Directions → Set down again exactly the lines of the listing below that fall between the line holding "assert_eq!(band_weight(84.9), 8);" and the line holding "let distinct: HashSet<_>", inclusive.
:: Data supplied ::
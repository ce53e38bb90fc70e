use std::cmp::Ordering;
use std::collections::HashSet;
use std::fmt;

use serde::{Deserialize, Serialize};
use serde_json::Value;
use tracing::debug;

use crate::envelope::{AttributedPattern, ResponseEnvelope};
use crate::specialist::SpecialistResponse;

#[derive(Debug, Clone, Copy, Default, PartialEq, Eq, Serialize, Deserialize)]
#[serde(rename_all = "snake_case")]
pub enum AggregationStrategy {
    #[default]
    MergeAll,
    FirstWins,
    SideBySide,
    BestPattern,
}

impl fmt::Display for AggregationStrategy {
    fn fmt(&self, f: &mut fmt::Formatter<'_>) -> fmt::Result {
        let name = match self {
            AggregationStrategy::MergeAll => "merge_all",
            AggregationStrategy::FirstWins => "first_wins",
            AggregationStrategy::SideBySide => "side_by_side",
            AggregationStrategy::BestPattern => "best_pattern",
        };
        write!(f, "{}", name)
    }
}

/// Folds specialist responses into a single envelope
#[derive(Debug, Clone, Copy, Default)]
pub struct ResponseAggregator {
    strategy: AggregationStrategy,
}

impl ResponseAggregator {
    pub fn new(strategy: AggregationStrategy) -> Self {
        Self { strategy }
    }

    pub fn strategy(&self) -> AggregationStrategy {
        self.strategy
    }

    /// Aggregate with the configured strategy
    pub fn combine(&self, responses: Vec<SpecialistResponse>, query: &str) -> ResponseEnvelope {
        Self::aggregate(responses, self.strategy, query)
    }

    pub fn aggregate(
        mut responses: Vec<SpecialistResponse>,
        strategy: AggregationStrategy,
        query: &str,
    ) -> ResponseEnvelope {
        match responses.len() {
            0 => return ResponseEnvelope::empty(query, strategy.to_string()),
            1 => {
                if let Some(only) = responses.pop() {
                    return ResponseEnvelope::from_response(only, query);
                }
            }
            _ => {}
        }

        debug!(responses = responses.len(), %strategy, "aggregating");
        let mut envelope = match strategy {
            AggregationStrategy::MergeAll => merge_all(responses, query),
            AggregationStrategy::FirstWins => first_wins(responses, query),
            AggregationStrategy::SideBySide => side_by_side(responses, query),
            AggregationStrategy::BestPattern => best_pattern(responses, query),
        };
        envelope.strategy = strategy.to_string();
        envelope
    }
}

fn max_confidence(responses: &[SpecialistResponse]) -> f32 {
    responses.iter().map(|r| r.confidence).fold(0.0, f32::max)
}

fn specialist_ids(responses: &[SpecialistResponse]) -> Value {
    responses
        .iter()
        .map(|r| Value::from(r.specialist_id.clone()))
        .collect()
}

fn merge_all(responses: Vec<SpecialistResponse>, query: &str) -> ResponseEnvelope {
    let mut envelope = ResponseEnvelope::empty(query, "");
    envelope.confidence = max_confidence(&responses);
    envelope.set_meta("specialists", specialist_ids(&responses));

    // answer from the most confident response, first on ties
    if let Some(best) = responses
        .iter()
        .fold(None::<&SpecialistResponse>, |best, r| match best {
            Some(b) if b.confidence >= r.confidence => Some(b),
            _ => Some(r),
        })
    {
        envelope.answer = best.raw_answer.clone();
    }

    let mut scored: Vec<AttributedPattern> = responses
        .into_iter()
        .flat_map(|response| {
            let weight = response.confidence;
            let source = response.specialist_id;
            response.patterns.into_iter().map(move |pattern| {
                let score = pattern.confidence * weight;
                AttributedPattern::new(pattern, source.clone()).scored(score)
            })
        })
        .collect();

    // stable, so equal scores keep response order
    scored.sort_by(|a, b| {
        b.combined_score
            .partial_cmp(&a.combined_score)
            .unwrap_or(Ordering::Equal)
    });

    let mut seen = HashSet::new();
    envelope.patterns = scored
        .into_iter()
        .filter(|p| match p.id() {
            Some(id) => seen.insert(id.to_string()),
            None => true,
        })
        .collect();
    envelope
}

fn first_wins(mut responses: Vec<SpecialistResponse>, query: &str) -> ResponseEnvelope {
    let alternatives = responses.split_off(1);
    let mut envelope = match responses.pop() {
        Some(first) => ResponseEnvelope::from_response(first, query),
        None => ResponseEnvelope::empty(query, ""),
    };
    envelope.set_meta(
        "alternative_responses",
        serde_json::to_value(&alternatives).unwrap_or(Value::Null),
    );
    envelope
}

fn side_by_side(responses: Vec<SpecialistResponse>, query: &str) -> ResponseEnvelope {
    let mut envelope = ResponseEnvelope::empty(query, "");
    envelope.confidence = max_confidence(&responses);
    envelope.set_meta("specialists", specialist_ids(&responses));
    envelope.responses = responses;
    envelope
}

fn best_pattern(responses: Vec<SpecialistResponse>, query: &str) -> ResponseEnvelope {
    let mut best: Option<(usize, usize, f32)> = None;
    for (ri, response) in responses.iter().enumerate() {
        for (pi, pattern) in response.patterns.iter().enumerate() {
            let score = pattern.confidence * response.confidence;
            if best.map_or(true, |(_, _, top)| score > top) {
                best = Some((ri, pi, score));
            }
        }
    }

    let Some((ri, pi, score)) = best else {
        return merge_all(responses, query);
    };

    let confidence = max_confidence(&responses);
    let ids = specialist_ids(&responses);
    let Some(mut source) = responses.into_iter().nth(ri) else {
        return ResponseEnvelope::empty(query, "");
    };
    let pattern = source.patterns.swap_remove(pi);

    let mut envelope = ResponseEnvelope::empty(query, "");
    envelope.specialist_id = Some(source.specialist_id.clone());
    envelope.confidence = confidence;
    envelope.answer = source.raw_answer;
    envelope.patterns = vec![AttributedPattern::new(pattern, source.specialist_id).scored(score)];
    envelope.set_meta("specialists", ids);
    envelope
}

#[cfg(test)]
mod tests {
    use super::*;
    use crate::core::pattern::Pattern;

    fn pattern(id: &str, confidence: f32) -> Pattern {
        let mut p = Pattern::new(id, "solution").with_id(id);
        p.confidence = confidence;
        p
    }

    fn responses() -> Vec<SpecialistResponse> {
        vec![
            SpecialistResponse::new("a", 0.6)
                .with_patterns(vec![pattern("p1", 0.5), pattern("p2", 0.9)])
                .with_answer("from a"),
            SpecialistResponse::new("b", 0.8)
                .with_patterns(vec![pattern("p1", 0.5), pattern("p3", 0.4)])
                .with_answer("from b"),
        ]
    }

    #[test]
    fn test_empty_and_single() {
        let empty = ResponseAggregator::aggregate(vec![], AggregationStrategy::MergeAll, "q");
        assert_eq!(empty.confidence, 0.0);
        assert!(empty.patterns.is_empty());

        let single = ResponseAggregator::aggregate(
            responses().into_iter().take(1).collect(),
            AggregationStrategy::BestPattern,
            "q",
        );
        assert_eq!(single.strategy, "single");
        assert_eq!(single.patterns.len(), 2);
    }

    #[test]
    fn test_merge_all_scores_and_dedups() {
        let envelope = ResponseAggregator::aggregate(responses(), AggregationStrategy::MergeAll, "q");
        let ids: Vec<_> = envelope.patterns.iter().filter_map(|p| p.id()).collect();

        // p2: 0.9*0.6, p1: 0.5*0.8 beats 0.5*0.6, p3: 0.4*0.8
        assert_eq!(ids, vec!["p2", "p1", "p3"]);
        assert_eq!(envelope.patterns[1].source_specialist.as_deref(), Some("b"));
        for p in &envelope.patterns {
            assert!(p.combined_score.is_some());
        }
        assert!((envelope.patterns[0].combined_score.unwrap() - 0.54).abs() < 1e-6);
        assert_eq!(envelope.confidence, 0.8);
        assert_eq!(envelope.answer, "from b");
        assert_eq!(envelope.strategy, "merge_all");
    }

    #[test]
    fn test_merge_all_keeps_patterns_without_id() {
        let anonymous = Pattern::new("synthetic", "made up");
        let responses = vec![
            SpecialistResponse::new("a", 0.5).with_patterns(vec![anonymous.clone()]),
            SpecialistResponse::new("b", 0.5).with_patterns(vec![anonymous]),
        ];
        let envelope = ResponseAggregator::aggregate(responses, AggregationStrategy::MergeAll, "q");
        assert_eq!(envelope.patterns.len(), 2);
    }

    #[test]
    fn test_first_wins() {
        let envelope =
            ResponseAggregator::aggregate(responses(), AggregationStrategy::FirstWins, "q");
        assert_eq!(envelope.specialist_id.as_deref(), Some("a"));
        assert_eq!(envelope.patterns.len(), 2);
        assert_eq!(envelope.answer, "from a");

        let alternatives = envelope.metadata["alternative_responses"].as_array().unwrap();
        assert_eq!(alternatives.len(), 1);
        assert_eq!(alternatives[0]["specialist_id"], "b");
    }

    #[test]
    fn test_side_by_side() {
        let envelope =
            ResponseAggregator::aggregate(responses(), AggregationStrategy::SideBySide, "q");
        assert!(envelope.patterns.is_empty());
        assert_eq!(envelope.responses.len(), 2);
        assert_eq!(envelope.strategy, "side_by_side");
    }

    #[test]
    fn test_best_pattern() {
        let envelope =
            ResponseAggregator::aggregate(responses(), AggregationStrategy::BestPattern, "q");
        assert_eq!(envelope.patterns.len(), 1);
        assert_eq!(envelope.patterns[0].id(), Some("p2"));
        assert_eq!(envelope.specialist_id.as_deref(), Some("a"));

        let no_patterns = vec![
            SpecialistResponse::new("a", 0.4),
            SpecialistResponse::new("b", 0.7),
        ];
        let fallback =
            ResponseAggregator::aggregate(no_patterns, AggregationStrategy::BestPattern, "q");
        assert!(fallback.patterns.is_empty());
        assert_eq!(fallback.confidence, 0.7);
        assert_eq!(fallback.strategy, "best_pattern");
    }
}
:::
:: Data supplied ::
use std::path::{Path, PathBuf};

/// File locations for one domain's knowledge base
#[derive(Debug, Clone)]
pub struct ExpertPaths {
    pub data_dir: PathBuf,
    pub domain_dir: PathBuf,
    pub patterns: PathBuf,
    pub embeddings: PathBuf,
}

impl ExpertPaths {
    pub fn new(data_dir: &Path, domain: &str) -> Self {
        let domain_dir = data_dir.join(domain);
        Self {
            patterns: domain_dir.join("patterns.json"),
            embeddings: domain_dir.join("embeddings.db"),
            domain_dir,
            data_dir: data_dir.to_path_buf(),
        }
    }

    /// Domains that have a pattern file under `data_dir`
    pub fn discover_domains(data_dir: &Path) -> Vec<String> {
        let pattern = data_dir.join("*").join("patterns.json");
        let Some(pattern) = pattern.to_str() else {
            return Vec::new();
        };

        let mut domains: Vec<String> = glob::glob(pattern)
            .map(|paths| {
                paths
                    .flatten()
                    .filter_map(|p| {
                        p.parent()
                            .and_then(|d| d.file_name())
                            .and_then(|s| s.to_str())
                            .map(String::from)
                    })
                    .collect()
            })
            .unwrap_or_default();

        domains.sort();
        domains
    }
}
:::
:: Data supplied ::
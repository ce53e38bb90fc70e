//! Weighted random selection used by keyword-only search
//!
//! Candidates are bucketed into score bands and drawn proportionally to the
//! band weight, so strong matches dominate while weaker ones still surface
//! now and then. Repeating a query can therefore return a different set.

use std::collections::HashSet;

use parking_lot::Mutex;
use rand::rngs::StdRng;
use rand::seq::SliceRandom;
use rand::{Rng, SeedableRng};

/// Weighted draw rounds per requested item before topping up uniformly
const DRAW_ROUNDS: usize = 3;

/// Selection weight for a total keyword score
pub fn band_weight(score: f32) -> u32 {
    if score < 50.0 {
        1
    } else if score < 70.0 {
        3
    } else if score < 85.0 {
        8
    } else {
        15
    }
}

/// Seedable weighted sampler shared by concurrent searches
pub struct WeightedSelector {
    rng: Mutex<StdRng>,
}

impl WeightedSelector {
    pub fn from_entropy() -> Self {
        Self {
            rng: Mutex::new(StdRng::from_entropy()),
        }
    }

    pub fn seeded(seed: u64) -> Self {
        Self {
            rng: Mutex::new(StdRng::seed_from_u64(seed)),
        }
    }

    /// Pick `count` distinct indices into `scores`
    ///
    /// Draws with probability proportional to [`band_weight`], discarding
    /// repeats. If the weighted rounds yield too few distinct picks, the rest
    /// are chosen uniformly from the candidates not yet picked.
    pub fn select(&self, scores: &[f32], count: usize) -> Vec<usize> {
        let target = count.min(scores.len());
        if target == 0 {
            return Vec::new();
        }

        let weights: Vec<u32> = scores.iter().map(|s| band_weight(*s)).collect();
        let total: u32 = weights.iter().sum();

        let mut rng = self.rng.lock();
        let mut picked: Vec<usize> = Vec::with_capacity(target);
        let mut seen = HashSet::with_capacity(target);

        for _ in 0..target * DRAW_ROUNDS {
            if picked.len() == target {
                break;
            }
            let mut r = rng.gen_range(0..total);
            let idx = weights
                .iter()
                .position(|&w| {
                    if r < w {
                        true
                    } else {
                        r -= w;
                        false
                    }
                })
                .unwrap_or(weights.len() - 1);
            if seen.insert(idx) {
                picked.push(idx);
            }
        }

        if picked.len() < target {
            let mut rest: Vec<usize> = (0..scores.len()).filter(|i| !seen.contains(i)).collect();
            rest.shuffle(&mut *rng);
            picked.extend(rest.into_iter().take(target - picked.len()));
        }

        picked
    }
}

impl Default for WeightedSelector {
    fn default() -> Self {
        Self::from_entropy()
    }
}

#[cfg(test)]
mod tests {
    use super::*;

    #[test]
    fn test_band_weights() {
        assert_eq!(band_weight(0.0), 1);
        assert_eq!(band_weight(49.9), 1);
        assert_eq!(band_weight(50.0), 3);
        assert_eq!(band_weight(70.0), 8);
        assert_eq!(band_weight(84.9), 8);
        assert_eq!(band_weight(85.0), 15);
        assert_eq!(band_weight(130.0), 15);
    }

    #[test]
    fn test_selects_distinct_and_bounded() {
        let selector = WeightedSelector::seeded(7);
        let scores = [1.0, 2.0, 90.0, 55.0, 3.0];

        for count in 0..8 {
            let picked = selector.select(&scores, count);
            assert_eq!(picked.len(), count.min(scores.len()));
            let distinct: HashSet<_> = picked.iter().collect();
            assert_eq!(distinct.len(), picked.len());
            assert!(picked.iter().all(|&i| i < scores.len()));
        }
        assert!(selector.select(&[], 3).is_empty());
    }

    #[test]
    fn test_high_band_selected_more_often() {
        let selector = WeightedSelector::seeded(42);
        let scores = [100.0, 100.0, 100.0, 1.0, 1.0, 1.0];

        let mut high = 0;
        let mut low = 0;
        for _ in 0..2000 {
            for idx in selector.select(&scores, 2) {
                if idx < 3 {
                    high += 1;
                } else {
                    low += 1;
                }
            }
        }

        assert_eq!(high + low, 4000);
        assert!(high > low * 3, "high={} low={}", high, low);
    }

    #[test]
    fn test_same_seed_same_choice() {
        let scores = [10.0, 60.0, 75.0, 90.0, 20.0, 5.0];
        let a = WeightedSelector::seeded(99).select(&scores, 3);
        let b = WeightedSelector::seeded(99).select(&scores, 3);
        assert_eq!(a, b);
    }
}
:::
Response to the exercise →
        assert_eq!(band_weight(84.9), 8);
        assert_eq!(band_weight(85.0), 15);
        assert_eq!(band_weight(130.0), 15);
    }

    #[test]
    fn test_selects_distinct_and_bounded() {
        let selector = WeightedSelector::seeded(7);
        let scores = [1.0, 2.0, 90.0, 55.0, 3.0];

        for count in 0..8 {
            let picked = selector.select(&scores, count);
            assert_eq!(picked.len(), count.min(scores.len()));
            let distinct: HashSet<_> = picked.iter().collect();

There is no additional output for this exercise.